N. Ganesan naga_ganesan at HOTMAIL.COM
Tue Nov 3 17:33:52 UTC 1998


     Paired Horse and PIE breakup
     ****************************

Sintashta chariots are the World's earliest chariots. They are
dated to 2000 B.C. Littauer calls them protochariots.
Archaeology shows the Sintashta culture to be proto-Indo-Iranian.
(the mortuary rituals, one burial of a man
whose head was removed and replaced with that of a horse
along with Yama's flute at his feet, Rig vedic motifs, ..)

In Roman horse sacrifices, called October Equus, the
right-sided horse of the paired team in chariots was sacrificed.
Both in Indian asvamedha and Roman ritual, the right side horse
of paired draught was sacrificed. Also, the IE culture
over a vast area exhibits divine horse-twins myth which should
have come about only after horses were used in draught.
Homer gives "Indian style" description of chariot races.

If PIE had broken up long before 2000 B.C., then chariots
must have spread though diffusion to India, Greece, Rome and
Ireland. I agree on this possibility.

But, why then the rituals and myths of the Paired Horse are
ALSO found both in the East and West??? It is highly unlikely that
diffusion works here over several thousand miles at such
an early date.

Parallels between Roman and Indian ritual where paired draught
horse is used shows that Late Common IE must have been
closer to their eastern wing: the Sintashta PIIr folks.
The IE horse myth and ritual spread from a compact area when
PIE just starts to break up or, having split few centuries earlier.
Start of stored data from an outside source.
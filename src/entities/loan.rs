// 💸 Loan Entity - Money lent to a person
//
// A loan points at its borrower through the person's UUID, never through
// the list position, so filtering and re-sorting the person list is safe.

use chrono::NaiveDate;
use serde::{Deserialize, Serialize};
use std::fmt;
use uuid::Uuid;

pub const DATE_FORMAT: &str = "%Y-%m-%d";

// ============================================================================
// MONEY
// ============================================================================

/// Positive amount stored as whole cents
#[derive(Debug, Clone, Copy, PartialEq, Eq, PartialOrd, Ord, Hash, Serialize, Deserialize)]
pub struct Money(u64);

impl Money {
    pub const MESSAGE_CONSTRAINTS: &'static str =
        "Loan amounts should be positive numbers with at most 2 decimal places";

    pub fn from_cents(cents: u64) -> Self {
        Money(cents)
    }

    /// Parse "500", "12.5" or "12.50"
    pub fn parse(raw: &str) -> Result<Self, &'static str> {
        let trimmed = raw.trim();
        let (whole, fraction) = match trimmed.split_once('.') {
            Some((_, "")) => return Err(Self::MESSAGE_CONSTRAINTS),
            Some((whole, fraction)) => (whole, fraction),
            None => (trimmed, ""),
        };

        let digits_only = |s: &str| s.chars().all(|c| c.is_ascii_digit());
        if whole.is_empty() || !digits_only(whole) || !digits_only(fraction) || fraction.len() > 2 {
            return Err(Self::MESSAGE_CONSTRAINTS);
        }

        let whole: u64 = whole.parse().map_err(|_| Self::MESSAGE_CONSTRAINTS)?;
        let fraction: u64 = match fraction.len() {
            0 => 0,
            1 => fraction.parse::<u64>().map_err(|_| Self::MESSAGE_CONSTRAINTS)? * 10,
            _ => fraction.parse().map_err(|_| Self::MESSAGE_CONSTRAINTS)?,
        };

        let cents = whole
            .checked_mul(100)
            .and_then(|c| c.checked_add(fraction))
            .ok_or(Self::MESSAGE_CONSTRAINTS)?;

        if cents == 0 {
            return Err(Self::MESSAGE_CONSTRAINTS);
        }

        Ok(Money(cents))
    }

    pub fn cents(&self) -> u64 {
        self.0
    }

    pub fn as_f64(&self) -> f64 {
        self.0 as f64 / 100.0
    }
}

impl fmt::Display for Money {
    fn fmt(&self, f: &mut fmt::Formatter<'_>) -> fmt::Result {
        write!(f, "${}.{:02}", self.0 / 100, self.0 % 100)
    }
}

// ============================================================================
// LOAN ENTITY
// ============================================================================

#[derive(Debug, Clone, PartialEq, Eq, Serialize, Deserialize)]
pub struct Loan {
    pub id: Uuid,

    /// `Person::id` of the borrower
    pub assignee: Uuid,

    pub amount: Money,
    pub start_date: NaiveDate,
    pub return_date: NaiveDate,

    /// Marked loans have been paid back
    pub is_returned: bool,
}

impl Loan {
    pub const MESSAGE_DATE_ORDER: &'static str = "Return date cannot be before the start date";

    /// Create an active (unmarked) loan
    pub fn new(
        assignee: Uuid,
        amount: Money,
        start_date: NaiveDate,
        return_date: NaiveDate,
    ) -> Result<Self, &'static str> {
        if return_date < start_date {
            return Err(Self::MESSAGE_DATE_ORDER);
        }

        Ok(Loan {
            id: Uuid::new_v4(),
            assignee,
            amount,
            start_date,
            return_date,
            is_returned: false,
        })
    }

    pub fn is_active(&self) -> bool {
        !self.is_returned
    }

    /// Active and past its return date
    pub fn is_overdue(&self, today: NaiveDate) -> bool {
        self.is_active() && self.return_date < today
    }

    pub fn status_label(&self, today: NaiveDate) -> &'static str {
        if self.is_returned {
            "returned"
        } else if self.is_overdue(today) {
            "overdue"
        } else {
            "active"
        }
    }
}

impl fmt::Display for Loan {
    fn fmt(&self, f: &mut fmt::Formatter<'_>) -> fmt::Result {
        write!(
            f,
            "{}, {} to {}{}",
            self.amount,
            self.start_date.format(DATE_FORMAT),
            self.return_date.format(DATE_FORMAT),
            if self.is_returned { " (returned)" } else { "" }
        )
    }
}

pub fn parse_date(raw: &str) -> Result<NaiveDate, String> {
    NaiveDate::parse_from_str(raw.trim(), DATE_FORMAT)
        .map_err(|_| format!("Invalid date `{}` (use YYYY-MM-DD)", raw.trim()))
}

#[cfg(test)]
mod tests {
    use super::*;

    fn date(s: &str) -> NaiveDate {
        parse_date(s).unwrap()
    }

    #[test]
    fn test_money_parse() {
        assert_eq!(Money::parse("500").unwrap().cents(), 50_000);
        assert_eq!(Money::parse("12.5").unwrap().cents(), 1_250);
        assert_eq!(Money::parse("12.05").unwrap().cents(), 1_205);
        assert_eq!(Money::parse("0.01").unwrap().cents(), 1);
    }

    #[test]
    fn test_money_rejects_bad_amounts() {
        for raw in ["", "0", "0.00", "-5", "1.234", "abc", ".5", "1.", "1e3", "99999999999999999999"] {
            assert!(Money::parse(raw).is_err(), "expected {:?} to be rejected", raw);
        }
    }

    #[test]
    fn test_money_display() {
        assert_eq!(Money::from_cents(50_000).to_string(), "$500.00");
        assert_eq!(Money::from_cents(1_205).to_string(), "$12.05");
    }

    #[test]
    fn test_loan_date_order() {
        let who = Uuid::new_v4();
        let amount = Money::from_cents(100);
        assert!(Loan::new(who, amount, date("2024-01-10"), date("2024-01-10")).is_ok());
        assert_eq!(
            Loan::new(who, amount, date("2024-01-10"), date("2024-01-09")).unwrap_err(),
            Loan::MESSAGE_DATE_ORDER
        );
    }

    #[test]
    fn test_loan_status() {
        let mut loan = Loan::new(
            Uuid::new_v4(),
            Money::from_cents(100),
            date("2024-01-01"),
            date("2024-02-01"),
        )
        .unwrap();

        assert!(loan.is_active());
        assert!(!loan.is_overdue(date("2024-02-01")));
        assert!(loan.is_overdue(date("2024-02-02")));
        assert_eq!(loan.status_label(date("2024-03-01")), "overdue");

        loan.is_returned = true;
        assert!(!loan.is_overdue(date("2024-03-01")));
        assert_eq!(loan.status_label(date("2024-03-01")), "returned");
    }

    #[test]
    fn test_parse_date_rejects_other_formats() {
        assert!(parse_date("2024-02-30").is_err());
        assert!(parse_date("01/02/2024").is_err());
        assert_eq!(date(" 2024-02-29 "), NaiveDate::from_ymd_opt(2024, 2, 29).unwrap());
    }
}
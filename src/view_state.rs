// 🗂️ View State - which panels are visible
//
// The three tab flags are the only stored state. Everything the window
// shows is derived from them by pure functions, so recomputing twice with
// the same flags always yields the same layout.

/// Height cap (layout units) of the person list when it shares space with loans
pub const PERSON_LIST_MAX_HEIGHT: u16 = 240;

// ============================================================================
// TAB FLAGS
// ============================================================================

/// Raw tab flags. Loans and analytics are never both set.
#[derive(Debug, Clone, Copy, PartialEq, Eq)]
pub struct TabFlags {
    pub person: bool,
    pub loans: bool,
    pub analytics: bool,
}

impl TabFlags {
    pub const fn person_only() -> Self {
        TabFlags { person: true, loans: false, analytics: false }
    }

    pub const fn loans_only() -> Self {
        TabFlags { person: false, loans: true, analytics: false }
    }

    pub const fn person_and_loans() -> Self {
        TabFlags { person: true, loans: true, analytics: false }
    }

    pub const fn analytics_only() -> Self {
        TabFlags { person: false, loans: false, analytics: true }
    }

    pub const fn none() -> Self {
        TabFlags { person: false, loans: false, analytics: false }
    }

    pub fn is_consistent(&self) -> bool {
        !(self.loans && self.analytics)
    }
}

impl Default for TabFlags {
    fn default() -> Self {
        TabFlags::person_only()
    }
}

// ============================================================================
// VIEW STATE
// ============================================================================

#[derive(Debug, Clone, Copy, PartialEq, Eq)]
pub enum ViewState {
    Person,
    Loans,
    Analytics,
    PersonAndLoans,
}

impl ViewState {
    /// Derive the active view from the flags.
    ///
    /// Person + loans shows both, person alone or loans alone shows that
    /// panel, and anything else (including no flag at all) falls back to
    /// analytics.
    pub fn from_flags(flags: TabFlags) -> Self {
        debug_assert!(flags.is_consistent(), "loans and analytics tabs both active");

        match (flags.person, flags.loans) {
            (true, true) => ViewState::PersonAndLoans,
            (true, false) => ViewState::Person,
            (false, true) => ViewState::Loans,
            (false, false) => ViewState::Analytics,
        }
    }

    pub fn title(&self) -> &'static str {
        match self {
            ViewState::Person => "Persons",
            ViewState::Loans => "Loans",
            ViewState::Analytics => "Analytics",
            ViewState::PersonAndLoans => "Persons + Loans",
        }
    }
}

// ============================================================================
// PANEL LAYOUT
// ============================================================================

#[derive(Debug, Clone, Copy, PartialEq, Eq)]
pub enum PanelSize {
    /// Grow into all remaining space
    Fill,
    /// Never taller than the given height
    Capped(u16),
}

#[derive(Debug, Clone, Copy, PartialEq, Eq)]
pub enum Panel {
    Person,
    Loans,
    Analytics,
}

/// Visibility and sizing of each panel; `None` means hidden
#[derive(Debug, Clone, Copy, PartialEq, Eq)]
pub struct PanelLayout {
    pub person: Option<PanelSize>,
    pub loans: Option<PanelSize>,
    pub analytics: Option<PanelSize>,
}

impl PanelLayout {
    /// Visible panels in top-to-bottom order
    pub fn visible_panels(&self) -> Vec<(Panel, PanelSize)> {
        [
            (Panel::Person, self.person),
            (Panel::Loans, self.loans),
            (Panel::Analytics, self.analytics),
        ]
        .into_iter()
        .filter_map(|(panel, size)| size.map(|size| (panel, size)))
        .collect()
    }
}

pub fn layout_for(state: ViewState) -> PanelLayout {
    match state {
        ViewState::PersonAndLoans => PanelLayout {
            person: Some(PanelSize::Capped(PERSON_LIST_MAX_HEIGHT)),
            loans: Some(PanelSize::Fill),
            analytics: None,
        },
        ViewState::Person => PanelLayout {
            person: Some(PanelSize::Fill),
            loans: None,
            analytics: None,
        },
        ViewState::Loans => PanelLayout {
            person: None,
            loans: Some(PanelSize::Fill),
            analytics: None,
        },
        ViewState::Analytics => PanelLayout {
            person: None,
            loans: None,
            analytics: Some(PanelSize::Fill),
        },
    }
}

#[cfg(test)]
mod tests {
    use super::*;

    fn all_consistent_flags() -> Vec<TabFlags> {
        let mut flags = Vec::new();
        for person in [false, true] {
            for loans in [false, true] {
                for analytics in [false, true] {
                    let f = TabFlags { person, loans, analytics };
                    if f.is_consistent() {
                        flags.push(f);
                    }
                }
            }
        }
        flags
    }

    #[test]
    fn test_person_only_fills() {
        let layout = layout_for(ViewState::from_flags(TabFlags::person_only()));
        assert_eq!(layout.visible_panels(), vec![(Panel::Person, PanelSize::Fill)]);
    }

    #[test]
    fn test_person_and_loans_caps_person() {
        let state = ViewState::from_flags(TabFlags::person_and_loans());
        assert_eq!(state, ViewState::PersonAndLoans);

        let layout = layout_for(state);
        assert_eq!(layout.person, Some(PanelSize::Capped(240)));
        assert_eq!(layout.loans, Some(PanelSize::Fill));
        assert_eq!(layout.analytics, None);
    }

    #[test]
    fn test_no_flags_defaults_to_analytics() {
        let layout = layout_for(ViewState::from_flags(TabFlags::none()));
        assert_eq!(layout.visible_panels(), vec![(Panel::Analytics, PanelSize::Fill)]);
    }

    #[test]
    fn test_analytics_flag_with_person_shows_person() {
        let flags = TabFlags { person: true, loans: false, analytics: true };
        assert_eq!(ViewState::from_flags(flags), ViewState::Person);
    }

    #[test]
    fn test_every_consistent_flag_state_maps_to_one_view_idempotently() {
        for flags in all_consistent_flags() {
            let first = ViewState::from_flags(flags);
            let second = ViewState::from_flags(flags);
            assert_eq!(first, second);
            assert_eq!(layout_for(first), layout_for(second));
            assert!(!layout_for(first).visible_panels().is_empty());
        }
    }

    #[test]
    fn test_inconsistent_flags_detected() {
        let flags = TabFlags { person: false, loans: true, analytics: true };
        assert!(!flags.is_consistent());
        assert!(TabFlags::default().is_consistent());
    }
}
fn render_person_list(f: &mut Frame, area: Rect, app: &mut App) {
    let header_cells = ["#", "Name", "Phone", "Email", "Address", "Tags"]
        .iter()
        .map(|h| {
            Cell::from(*h).style(
                Style::default()
                    .fg(Color::Yellow)
                    .add_modifier(Modifier::BOLD),
            )
        });

    let header = Row::new(header_cells)
        .style(Style::default().bg(Color::DarkGray))
        .height(1);

    let model = app.window.logic().model();
    let rows = model.filtered_person_list().into_iter().enumerate().map(|(i, p)| {
        let cells = vec![
            Cell::from(format!("{}", i + 1)),
            Cell::from(p.name.as_str().to_string()),
            Cell::from(p.phone.as_str().to_string()),
            Cell::from(truncate(p.email.as_str(), 28)),
            Cell::from(truncate(p.address.as_str(), 32)),
            Cell::from(tags_text(p)).style(Style::default().fg(Color::Cyan)),
        ];
        Row::new(cells).height(1)
    });

    let table = Table::new(
        rows,
        [
            Constraint::Length(4),
            Constraint::Length(22),
            Constraint::Length(12),
            Constraint::Length(30),
            Constraint::Length(34),
            Constraint::Min(10),
        ],
    )
    .header(header)
    .block(
        Block::default()
            .borders(Borders::ALL)
            .border_style(Style::default().fg(Color::White))
            .title(" Persons "),
    )
    .highlight_style(
        Style::default()
            .bg(Color::DarkGray)
            .add_modifier(Modifier::BOLD),
    )
    .highlight_symbol("→ ");

    f.render_stateful_widget(table, area, &mut app.person_state);
}

fn render_loan_list(f: &mut Frame, area: Rect, app: &mut App, today: NaiveDate) {
    let model = app.window.logic().model();
    let show_loanee = model.loanee_info();

    let mut titles = vec!["#", "Amount", "Start", "Return", "Status"];
    if show_loanee {
        titles.push("Loanee");
        titles.push("Phone");
    }

    let header_cells = titles.iter().map(|h| {
        Cell::from(*h).style(
            Style::default()
                .fg(Color::Yellow)
                .add_modifier(Modifier::BOLD),
        )
    });
    let header = Row::new(header_cells)
        .style(Style::default().bg(Color::DarkGray))
        .height(1);

    let rows = model.sorted_loan_list().into_iter().enumerate().map(|(i, loan)| {
        let color = status_color(loan, today);
        let mut cells = vec![
            Cell::from(format!("{}", i + 1)),
            Cell::from(loan.amount.to_string()).style(Style::default().fg(color)),
            Cell::from(loan.start_date.format(DATE_FORMAT).to_string()),
            Cell::from(loan.return_date.format(DATE_FORMAT).to_string()),
            Cell::from(loan.status_label(today)).style(Style::default().fg(color)),
        ];
        if show_loanee {
            let loanee = model.address_book().person(loan.assignee);
            cells.push(Cell::from(loanee.map(|p| p.name.as_str().to_string()).unwrap_or_default()));
            cells.push(Cell::from(loanee.map(|p| p.phone.as_str().to_string()).unwrap_or_default()));
        }
        Row::new(cells).height(1)
    });

    let mut widths = vec![
        Constraint::Length(4),
        Constraint::Length(14),
        Constraint::Length(12),
        Constraint::Length(12),
        Constraint::Length(10),
    ];
    if show_loanee {
        widths.push(Constraint::Length(22));
        widths.push(Constraint::Length(12));
    }

    let table = Table::new(rows, widths)
        .header(header)
        .block(
            Block::default()
                .borders(Borders::ALL)
                .border_style(Style::default().fg(Color::White))
                .title(" Loans "),
        )
        .highlight_style(
            Style::default()
                .bg(Color::DarkGray)
                .add_modifier(Modifier::BOLD),
        )
        .highlight_symbol("→ ");

    f.render_stateful_widget(table, area, &mut app.loan_state);
}

fn render_analytics(f: &mut Frame, area: Rect, app: &App, today: NaiveDate) {
    let model = app.window.logic().model();
    let stats = model.analytics(today);
    let subject = model
        .analytics_target()
        .map(|p| p.name.as_str().to_string())
        .unwrap_or_else(|| "All persons".to_string());

    let content = analytics_lines(&subject, &stats);

    let paragraph = Paragraph::new(content).block(
        Block::default()
            .borders(Borders::ALL)
            .border_style(Style::default().fg(Color::White))
            .title(" Analytics "),
    );

    f.render_widget(paragraph, area);
}

fn analytics_lines(subject: &str, stats: &Analytics) -> Vec<Line<'static>> {
    let label = |text: &str| {
        Span::styled(
            format!("  {:<24}", text),
            Style::default().fg(Color::Cyan).add_modifier(Modifier::BOLD),
        )
    };
    let date = |d: Option<NaiveDate>| {
        d.map(|d| d.format(DATE_FORMAT).to_string())
            .unwrap_or_else(|| "-".to_string())
    };
    let dollars = |cents: u64| format!("${:.2}", cents as f64 / 100.0);

    vec![
        Line::from(""),
        Line::from(vec![Span::styled(
            format!("  {}", subject),
            Style::default()
                .fg(Color::Yellow)
                .add_modifier(Modifier::BOLD | Modifier::UNDERLINED),
        )]),
        Line::from(""),
        Line::from(vec![label("Loans:"), Span::raw(stats.num_loans.to_string())]),
        Line::from(vec![
            label("Active loans:"),
            Span::raw(format!(
                "{} ({:.0}%)",
                stats.num_active_loans,
                stats.proportion_active() * 100.0
            )),
        ]),
        Line::from(vec![
            label("Overdue loans:"),
            Span::styled(
                format!(
                    "{} ({:.0}%)",
                    stats.num_overdue_loans,
                    stats.proportion_overdue() * 100.0
                ),
                Style::default().fg(Color::Red),
            ),
        ]),
        Line::from(""),
        Line::from(vec![label("Total loaned:"), Span::raw(dollars(stats.total_loaned))]),
        Line::from(vec![label("Total active:"), Span::raw(dollars(stats.total_active))]),
        Line::from(vec![
            label("Total overdue:"),
            Span::styled(dollars(stats.total_overdue), Style::default().fg(Color::Red)),
        ]),
        Line::from(vec![
            label("Average loan:"),
            Span::raw(format!("${:.2}", stats.average_loan_value())),
        ]),
        Line::from(vec![
            label("Average active loan:"),
            Span::raw(format!("${:.2}", stats.average_active_value())),
        ]),
        Line::from(vec![
            label("Average overdue loan:"),
            Span::raw(format!("${:.2}", stats.average_overdue_value())),
        ]),
        Line::from(""),
        Line::from(vec![label("Earliest loan:"), Span::raw(date(stats.earliest_loan_date))]),
        Line::from(vec![label("Latest loan:"), Span::raw(date(stats.latest_loan_date))]),
        Line::from(vec![label("Earliest return due:"), Span::raw(date(stats.earliest_return_date))]),
        Line::from(vec![label("Latest return due:"), Span::raw(date(stats.latest_return_date))]),
    ]
}

fn render_status_bar(f: &mut Frame, area: Rect, app: &App) {
    let status_spans = vec![
        Span::styled(
            format!(" {} ", app.window.status_bar().text()),
            Style::default().fg(Color::Cyan),
        ),
        Span::raw(" | "),
        Span::styled("Enter", Style::default().fg(Color::Yellow)),
        Span::raw(" Run | "),
        Span::styled("↑/↓", Style::default().fg(Color::Yellow)),
        Span::raw(" Nav | "),
        Span::styled("F1", Style::default().fg(Color::Yellow)),
        Span::raw(" Help | "),
        Span::styled("Ctrl-C", Style::default().fg(Color::Red)),
        Span::raw(" Quit"),
    ];

    let status_bar = Paragraph::new(vec![Line::from(status_spans)]).block(
        Block::default()
            .borders(Borders::ALL)
            .border_style(Style::default().fg(Color::White)),
    );

    f.render_widget(status_bar, area);
}

fn render_help(f: &mut Frame, area: Rect) {
    let popup = centered_rect(80, 70, area);

    let mut content = vec![Line::from("")];
    for line in HelpWindow::lines() {
        content.push(Line::from(format!("  {}", line)));
    }
    content.push(Line::from(""));
    content.push(Line::from(vec![Span::styled(
        "  Press Esc to close",
        Style::default()
            .fg(Color::DarkGray)
            .add_modifier(Modifier::ITALIC),
    )]));

    let help = Paragraph::new(content).wrap(Wrap { trim: false }).block(
        Block::default()
            .borders(Borders::ALL)
            .border_style(Style::default().fg(Color::Yellow))
            .title(" Help "),
    );

    f.render_widget(Clear, popup);
    f.render_widget(help, popup);
}
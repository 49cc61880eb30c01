// Loan Book - Core Library
// Exposes all modules for use in the TUI, headless mode, and tests

pub mod entities;
pub mod view_state;
pub mod analytics;
pub mod model;
pub mod commands;
pub mod parser;
pub mod config;
pub mod db;
pub mod logic;
pub mod main_window;

// Only compile the terminal UI when the TUI feature is enabled
#[cfg(feature = "tui")]
pub mod ui;

// Re-export commonly used types
pub use entities::{
    Person, Name, Phone, Email, Address, Tag,
    Loan, Money,
};
pub use view_state::{
    TabFlags, ViewState, PanelLayout, PanelSize, Panel, layout_for, PERSON_LIST_MAX_HEIGHT,
};
pub use analytics::Analytics;
pub use model::{AddressBook, Model, PersonFilter, LoanFilter};
pub use commands::{
    Command, CommandResult, CommandError, EditPersonDescriptor, Index,
    MESSAGE_NOT_IMPLEMENTED_YET,
};
pub use parser::{parse_command, ParseError};
pub use config::{Config, UserPrefs, GuiSettings};
pub use db::AddressBookStorage;
pub use logic::{Logic, LogicError};
pub use main_window::MainWindow;

/// Library version
pub const VERSION: &str = env!("CARGO_PKG_VERSION");
// ⚙️ Configuration - config.json + preferences.json
//
// Missing files fall back to defaults. Malformed files are logged and
// replaced by defaults so a bad edit never keeps the app from starting.

use anyhow::{Context, Result};
use log::{info, warn};
use serde::de::DeserializeOwned;
use serde::{Deserialize, Serialize};
use std::fs;
use std::path::{Path, PathBuf};

pub const DEFAULT_CONFIG_FILE: &str = "config.json";

// ============================================================================
// CONFIG
// ============================================================================

#[derive(Debug, Clone, PartialEq, Serialize, Deserialize)]
#[serde(default)]
pub struct Config {
    /// `log` level filter: error, warn, info, debug or trace
    pub log_level: String,
    pub log_file_path: PathBuf,
    pub user_prefs_file_path: PathBuf,
}

impl Default for Config {
    fn default() -> Self {
        Config {
            log_level: "info".to_string(),
            log_file_path: PathBuf::from("loan-book.log"),
            user_prefs_file_path: PathBuf::from("preferences.json"),
        }
    }
}

impl Config {
    /// Read the config file, writing a default one when it does not exist yet
    pub fn load_or_init(path: &Path) -> Result<Config> {
        let config = match read_json_file::<Config>(path) {
            Ok(Some(config)) => config,
            Ok(None) => {
                info!("Config file {} not found, using defaults", path.display());
                Config::default()
            }
            Err(err) => {
                warn!("Config file {} is malformed, using defaults: {:#}", path.display(), err);
                Config::default()
            }
        };

        // Keep the file in sync with any newly added fields
        if let Err(err) = save_json_file(&config, path) {
            warn!("Failed to save config file {}: {:#}", path.display(), err);
        }

        Ok(config)
    }
}

// ============================================================================
// USER PREFS
// ============================================================================

/// Terminal size remembered between sessions (columns x rows)
#[derive(Debug, Clone, Copy, PartialEq, Eq, Serialize, Deserialize)]
pub struct GuiSettings {
    pub window_width: u16,
    pub window_height: u16,
}

impl Default for GuiSettings {
    fn default() -> Self {
        GuiSettings {
            window_width: 120,
            window_height: 40,
        }
    }
}

#[derive(Debug, Clone, PartialEq, Serialize, Deserialize)]
#[serde(default)]
pub struct UserPrefs {
    pub gui_settings: GuiSettings,
    pub address_book_file_path: PathBuf,
}

impl Default for UserPrefs {
    fn default() -> Self {
        UserPrefs {
            gui_settings: GuiSettings::default(),
            address_book_file_path: PathBuf::from("data").join("addressbook.db"),
        }
    }
}

impl UserPrefs {
    pub fn load_or_default(path: &Path) -> UserPrefs {
        match read_json_file::<UserPrefs>(path) {
            Ok(Some(prefs)) => prefs,
            Ok(None) => {
                info!("Preferences file {} not found, using defaults", path.display());
                UserPrefs::default()
            }
            Err(err) => {
                warn!("Preferences file {} is malformed, using defaults: {:#}", path.display(), err);
                UserPrefs::default()
            }
        }
    }

    pub fn save(&self, path: &Path) -> Result<()> {
        save_json_file(self, path)
    }
}

// ============================================================================
// JSON HELPERS
// ============================================================================

/// `Ok(None)` when the file does not exist
pub fn read_json_file<T: DeserializeOwned>(path: &Path) -> Result<Option<T>> {
    if !path.exists() {
        return Ok(None);
    }

    let content = fs::read_to_string(path)
        .with_context(|| format!("Failed to read {}", path.display()))?;
    let value = serde_json::from_str(&content)
        .with_context(|| format!("Failed to parse {}", path.display()))?;

    Ok(Some(value))
}

pub fn save_json_file<T: Serialize>(value: &T, path: &Path) -> Result<()> {
    if let Some(parent) = path.parent() {
        if !parent.as_os_str().is_empty() {
            fs::create_dir_all(parent)
                .with_context(|| format!("Failed to create {}", parent.display()))?;
        }
    }

    let content = serde_json::to_string_pretty(value)?;
    fs::write(path, content).with_context(|| format!("Failed to write {}", path.display()))?;

    Ok(())
}

#[cfg(test)]
mod tests {
    use super::*;
    use tempfile::tempdir;

    #[test]
    fn test_missing_config_is_created_with_defaults() {
        let dir = tempdir().unwrap();
        let path = dir.path().join("config.json");

        let config = Config::load_or_init(&path).unwrap();

        assert_eq!(config, Config::default());
        assert!(path.exists());
    }

    #[test]
    fn test_malformed_config_falls_back_to_defaults() {
        let dir = tempdir().unwrap();
        let path = dir.path().join("config.json");
        fs::write(&path, "{ not json").unwrap();

        let config = Config::load_or_init(&path).unwrap();
        assert_eq!(config, Config::default());
    }

    #[test]
    fn test_partial_config_keeps_given_fields() {
        let dir = tempdir().unwrap();
        let path = dir.path().join("config.json");
        fs::write(&path, r#"{ "log_level": "debug" }"#).unwrap();

        let config = Config::load_or_init(&path).unwrap();
        assert_eq!(config.log_level, "debug");
        assert_eq!(config.user_prefs_file_path, PathBuf::from("preferences.json"));
    }

    #[test]
    fn test_user_prefs_save_and_load() {
        let dir = tempdir().unwrap();
        let path = dir.path().join("nested").join("preferences.json");

        let prefs = UserPrefs {
            gui_settings: GuiSettings {
                window_width: 200,
                window_height: 55,
            },
            address_book_file_path: PathBuf::from("elsewhere.db"),
        };
        prefs.save(&path).unwrap();

        assert_eq!(UserPrefs::load_or_default(&path), prefs);
    }

    #[test]
    fn test_missing_user_prefs_are_defaults() {
        let dir = tempdir().unwrap();
        let prefs = UserPrefs::load_or_default(&dir.path().join("none.json"));
        assert_eq!(prefs, UserPrefs::default());
    }
}
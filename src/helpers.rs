use chrono::{DateTime, SecondsFormat, Utc};
use k8s_openapi::apimachinery::pkg::apis::meta::v1::ObjectMeta;

/// Renders a Kubernetes timestamp as RFC 3339 in UTC. Missing values become
/// an empty string and unparseable ones are passed through untouched.
pub fn normalize_timestamp(ts: Option<&str>) -> String {
    let ts = match ts {
        Some(s) if !s.is_empty() => s,
        _ => return String::new(),
    };

    match DateTime::parse_from_rfc3339(ts) {
        Ok(dt) => dt
            .with_timezone(&Utc)
            .to_rfc3339_opts(SecondsFormat::Secs, true),
        Err(_) => ts.to_string(),
    }
}

/// The object's creation time, normalized as above.
pub fn creation_timestamp(meta: &ObjectMeta) -> String {
    let raw = meta
        .creation_timestamp
        .as_ref()
        .and_then(|t| match serde_json::to_value(t) {
            Ok(serde_json::Value::String(s)) => Some(s),
            _ => None,
        });
    normalize_timestamp(raw.as_deref())
}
Texts are dated by looking for clues of latest dates, not for their
earliest dates. This happens for dating the oldest IA text,
Sanskrit Rig Veda and for the oldest Dravidian text,
Tamil Tolkaappiyam. Why would it be different for PIE breakup dates?
The latest evidence for PIE being in a compact area is
at 2000 B.C. (not 5000 B.C.)
May be the 'pottery' changes, may be 'milk drinking' habits ,...
We think that they are IE specific or some other culture and attribute
much earlier dates. I don't understand 'linguistic distance'
between Celtic and Sanskrit (being a structural dynamicist).
But books say IE were small percentage who imposed elite dominance
over the resident large populations. Typically, the percentages
are 10% for IE and 90% natives. But in India and Ireland,
the natives are so different, and that difference may be what
we observe in 'linguistic distance' too. Substratum influences
may account for 'linguistic distances'.

But the Indic azvamedha and Roman equus have so close similarities
that ought to have come from a common, compact area. People
from that area started to spread out after the use of horses in pairs.

David Anthony, Shards of Speech, 1995, Antiquity, v. 69
"Terms for wheel, axle and draft pole, and a verb meaning
'to go or convey in a vehicle' suggest that PIE existed as
a single language after 3500 B.C., when wheeled vehicles were
invented. PIE must have begun to disintegrate before 2000 B.C.:
by 1500 B.C. three of its daughter languages - Greek, Hittite
and Indic - had become quite dissimilar. Altogether, then the
linguistic evidence points to a homeland between the Ural and Caucasus
mountains, in the centuries between 3500 and 2000 B.C."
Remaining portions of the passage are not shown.